┌─ SUPPLIED RECORDS

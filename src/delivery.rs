//! Ticket delivery: backend contract, user notifications and the issue/resend orchestrator.

pub mod api;
pub mod notify;
pub mod orchestrator;

pub use api::{CreateTicketRequest, CreatedTicket, EmailRequest, HttpTicketApi, TicketApi, TicketRecord};
pub use notify::{Level, MemoryNotifier, Notification, Notifier, TracingNotifier};
pub use orchestrator::{
    DeliveryOrchestrator, DeliveryOutcome, DeliveryResult, DeliverySettings, IssuedTicket,
    TicketMeta,
};
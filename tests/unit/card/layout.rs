use chrono::NaiveDate;

use super::*;
use crate::assets::logo::LogoAsset;
use crate::card::content::TicketContent;
use crate::foundation::config::PageContext;

fn dom_for(ticket_id: &str) -> CardDom {
    let content = TicketContent::issued(ticket_id, "300", Some("05 Mar 2026".to_string()));
    CardDom::build(
        &content,
        &PageContext::default(),
        NaiveDate::from_ymd_opt(2026, 3, 5).unwrap(),
    )
    .unwrap()
}

#[test]
fn visible_card_has_positive_height_and_all_parts() {
    let layout = layout_card(&dom_for("DR-1"));
    assert!(layout.content_height > 300.0);
    assert_eq!(layout.width, 320.0);

    let texts: Vec<&str> = layout
        .items
        .iter()
        .filter_map(|i| match i {
            LayoutItem::Text { text, .. } => Some(text.as_str()),
            _ => None,
        })
        .collect();
    assert!(texts.contains(&"₦300"));
    assert!(texts.contains(&"DanRaph Ecocruise"));
    assert!(texts.contains(&"Ticket ID: DR-1"));
    assert!(texts.contains(&"Safe. Reliable. On Time"));
    assert!(layout.items.iter().any(|i| matches!(i, LayoutItem::Qr { .. })));
}

#[test]
fn hidden_card_measures_zero() {
    let mut dom = dom_for("DR-1");
    dom.visible = false;
    let layout = layout_card(&dom);
    assert_eq!(layout.content_height, 0.0);
    assert!(layout.items.is_empty());
}

#[test]
fn height_grows_with_wrapped_content() {
    let short = layout_card(&dom_for("DR-1")).content_height;
    let long = layout_card(&dom_for(&"DR-0123456789".repeat(6))).content_height;
    assert!(long > short);
}

#[test]
fn unresolved_logo_has_no_href_until_embedded() {
    let mut dom = dom_for("DR-1");
    let href = |l: &CardLayout| {
        l.items.iter().find_map(|i| match i {
            LayoutItem::Image { href, .. } => Some(href.clone()),
            _ => None,
        })
    };
    assert_eq!(href(&layout_card(&dom)), Some(None));

    dom.set_logo(&LogoAsset::fallback());
    let resolved = href(&layout_card(&dom)).flatten().unwrap();
    assert!(resolved.starts_with("data:image/png;base64,"));
}

#[test]
fn texts_use_override_family_when_set() {
    let mut dom = dom_for("DR-1");
    dom.style.font_override = Some("Arial".to_string());
    let layout = layout_card(&dom);
    for item in &layout.items {
        if let LayoutItem::Text { family, .. } = item {
            assert_eq!(family, "Arial");
        }
    }
}

#[test]
fn wrap_text_breaks_words_and_long_tokens() {
    // 10px * 0.55 = 5.5px per char; 33px fits 6 chars.
    assert_eq!(wrap_text("ab cd ef", 33.0, 10.0), vec!["ab cd", "ef"]);
    assert_eq!(wrap_text("abcdefghij", 33.0, 10.0), vec!["abcdef", "ghij"]);
    assert_eq!(wrap_text("", 33.0, 10.0), vec![String::new()]);
    assert_eq!(wrap_text("x", 1.0, 10.0), vec!["x"]);
}

#[test]
fn estimate_width_scales_with_chars() {
    assert!((estimate_width("abcd", 10.0) - 22.0).abs() < 1e-9);
}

└─

This exercise asks for an exact repeat of the lines from the one holding "assert!(long > short);" through the end of the data above.

    assert!(long > short);
}

#[test]
fn unresolved_logo_has_no_href_until_embedded() {
    let mut dom = dom_for("DR-1");
    let href = |l: &CardLayout| {
        l.items.iter().find_map(|i| match i {
            LayoutItem::Image { href, .. } => Some(href.clone()),
            _ => None,
        })
    };
    assert_eq!(href(&layout_card(&dom)), Some(None));

    dom.set_logo(&LogoAsset::fallback());
    let resolved = href(&layout_card(&dom)).flatten().unwrap();
    assert!(resolved.starts_with("data:image/png;base64,"));
}

#[test]
fn texts_use_override_family_when_set() {
    let mut dom = dom_for("DR-1");
    dom.style.font_override = Some("Arial".to_string());
    let layout = layout_card(&dom);
    for item in &layout.items {
        if let LayoutItem::Text { family, .. } = item {
            assert_eq!(family, "Arial");
        }
    }
}

#[test]
fn wrap_text_breaks_words_and_long_tokens() {
    // 10px * 0.55 = 5.5px per char; 33px fits 6 chars.
    assert_eq!(wrap_text("ab cd ef", 33.0, 10.0), vec!["ab cd", "ef"]);
    assert_eq!(wrap_text("abcdefghij", 33.0, 10.0), vec!["abcdef", "ghij"]);
    assert_eq!(wrap_text("", 33.0, 10.0), vec![String::new()]);
    assert_eq!(wrap_text("x", 1.0, 10.0), vec!["x"]);
}

#[test]
fn estimate_width_scales_with_chars() {
    assert!((estimate_width("abcd", 10.0) - 22.0).abs() < 1e-9);
}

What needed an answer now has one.